OptionsXpress Inc., its former chief financial officer and an affiliated dealer were accused by U.S. regulators of violating securities laws by skirting registration requirements in order to avoid an audit.
OX Trading LLC violated two regulatory requirements by trading through an optionsXpress customer account after ending its membership with the Chicago Board Options Exchange and its SEC brokerage registration, the U.S. Securities and Exchange Commission said in an action filed today in administrative court in Washington. The optionsXpress affiliate was an unregistered dealer from October 2009 to November 2010 and traded without being a member of a national association or exchange beginning in March 2009, the SEC said.
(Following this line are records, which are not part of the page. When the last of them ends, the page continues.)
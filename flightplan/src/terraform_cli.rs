//! The `terraform_cli` block decoder.

use hcl::Value;
use hcl::value::Map;
use hcl_edit::structure::Block;
use peregrine_diagnostics::{Diagnostic, Diagnostics, SourceFiles};

use crate::ident::verify_block_labels;
use crate::schema::{
    BlockSchema, attr_value_span, block_type_span, eval_error_diag, evaluate, get_attr,
};
use crate::scope::EvalScope;

const SCHEMA: BlockSchema = BlockSchema {
    attrs: &["path", "env"],
    blocks: &[],
};

pub const DEFAULT_CLI_NAME: &str = "terraform";

/// A named external-engine binary and the environment it runs with.
#[derive(Clone, Debug, PartialEq)]
pub struct TerraformCli {
    pub name: String,
    pub path: String,
    pub env: Map<String, String>,
}

impl Default for TerraformCli {
    /// The implicit `terraform` CLI resolved from `$PATH`, present in every
    /// flight plan unless overridden by a declaration of the same name.
    fn default() -> Self {
        Self {
            name: DEFAULT_CLI_NAME.to_string(),
            path: DEFAULT_CLI_NAME.to_string(),
            env: Map::new(),
        }
    }
}

impl TerraformCli {
    pub(crate) fn decode(
        block: &Block,
        scope: &EvalScope,
        sources: &SourceFiles,
        filename: &str,
    ) -> (Option<Self>, Diagnostics) {
        let mut diags = verify_block_labels(block, sources, filename);

        let Some(name) = crate::schema::first_label(block) else {
            let diag = Diagnostic::error("terraform_cli blocks require a name label");
            diags.push(sources.attach_snippet(
                diag,
                filename,
                &block_type_span(block),
                None,
            ));
            return (None, diags);
        };

        diags.extend(SCHEMA.verify(block, sources, filename, false));

        let ctx = scope.context();
        let mut cli = TerraformCli {
            name: name.to_string(),
            ..TerraformCli::default()
        };

        if let Some(attr) = get_attr(&block.body, "path") {
            match evaluate(&attr.value, &ctx) {
                Err(err) => diags.push(eval_error_diag(&err, attr, sources, filename, &ctx)),
                Ok(Value::String(path)) if !path.is_empty() => cli.path = path,
                Ok(_) => {
                    let diag =
                        Diagnostic::error("terraform_cli path must be a non-empty string");
                    diags.push(sources.attach_snippet(
                        diag,
                        filename,
                        &attr_value_span(attr),
                        None,
                    ));
                }
            }
        }

        if let Some(attr) = get_attr(&block.body, "env") {
            match evaluate(&attr.value, &ctx) {
                Err(err) => diags.push(eval_error_diag(&err, attr, sources, filename, &ctx)),
                Ok(Value::Object(map)) => {
                    for (key, value) in map {
                        match value {
                            Value::String(s) => {
                                cli.env.insert(key, s);
                            }
                            other => {
                                let diag = Diagnostic::error(
                                    "terraform_cli env values must be strings",
                                )
                                .with_detail(format!(
                                    "env var {key:?} is {}",
                                    peregrine_diagnostics::compact_value_str(&other)
                                ));
                                diags.push(sources.attach_snippet(
                                    diag,
                                    filename,
                                    &attr_value_span(attr),
                                    None,
                                ));
                            }
                        }
                    }
                }
                Ok(_) => {
                    let diag = Diagnostic::error("terraform_cli env must be an object");
                    diags.push(sources.attach_snippet(
                        diag,
                        filename,
                        &attr_value_span(attr),
                        None,
                    ));
                }
            }
        }

        (Some(cli), diags)
    }
}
After regulators questioned the firm’s registration status and said it should be audited, Thomas E. Stern, who was also OX Trading’s chief compliance officer as well as OptionsXpress CFO, responded with a letter containing factual inaccuracies and no legal opinion or analysis, the SEC said. He later fabricated and backdated a letter in 2011 to indicate he had properly informed regulators that OX Trading would de-register and become an optionsXpress customer, according to the order.
“OptionsXpress, OX Trading, and Stern have displayed a profound disregard for regulators, compliance obligations, and the regulatory requirements that dealers must satisfy,” Daniel Hawke, head of the SEC’s market-abuse unit, said in a statement. “Registration of brokers and dealers is a fundamental part of the regulatory structure and provides the foundation upon which other investor protections are built.”
The SEC action is the agency’s second against Stern and OptionsXpress this week. They were also named in an April 16 enforcement case accusing them of engaging in a scheme to allow illegal short sales.
Stephen Senderowitz, an attorney for the firms, said OX Trading believed registration wasn’t required because it was acting as a proprietary trading firm and had no customers.
“The issue that will be presented to the Administrative Law Judge is whether a trading entity whose principal function was to provide price improvement for its affiliate’s customers acted as a dealer, which required registration, or as a proprietary trading firm, which did not,” Senderowitz said in an e-mailed statement. “OptionsXpress is a separate entity, had nothing to do with OX Trading’s registration and does not belong in this case.”
The SEC investigation of OptionsXpress is related to CBOE Holdings Inc.’s February disclosure that regulators were looking into whether the Chicago Board Options Exchange operator complied with its obligations as a self-regulatory organization, Crain’s Chicago Business reported today, citing sources it didn’t identify. Gail Osten, a CBOE spokeswoman, didn’t respond to a request for comment.
Vincent Schmeltz, Stern’s attorney, said there’s no clear regulatory guidance on whether a firm such as OX Trading, which wasn’t trading client money, needs to be registered as a broker-dealer.
“We don’t believe that the facts merit the same result as the SEC, and we look forward to proving that at trial,” Schmeltz said.
Charles Schwab, the San Francisco-based brokerage, agreed to buy OptionsXpress for about $1 billion in stock last year, adding the retail options brokerage founded in 2000 to its equity and mutual fund offerings. The acquisition was completed in September.
OX Trading was recently closed in anticipation of the Volcker rule, Senderowitz said. The rule, named for former Federal Reserve Board Chairman Paul Volcker, would ban banks from trading with their own funds.
OX Trading was created to execute orders for optionsXpress customers at better prices than the public quote at the time the market center received the order, the SEC said. Generally, a computerized system would automatically determine whether OX Trading would be a counterparty to the trades. OX Trading made money by hedging the positions created by those trades, the SEC said.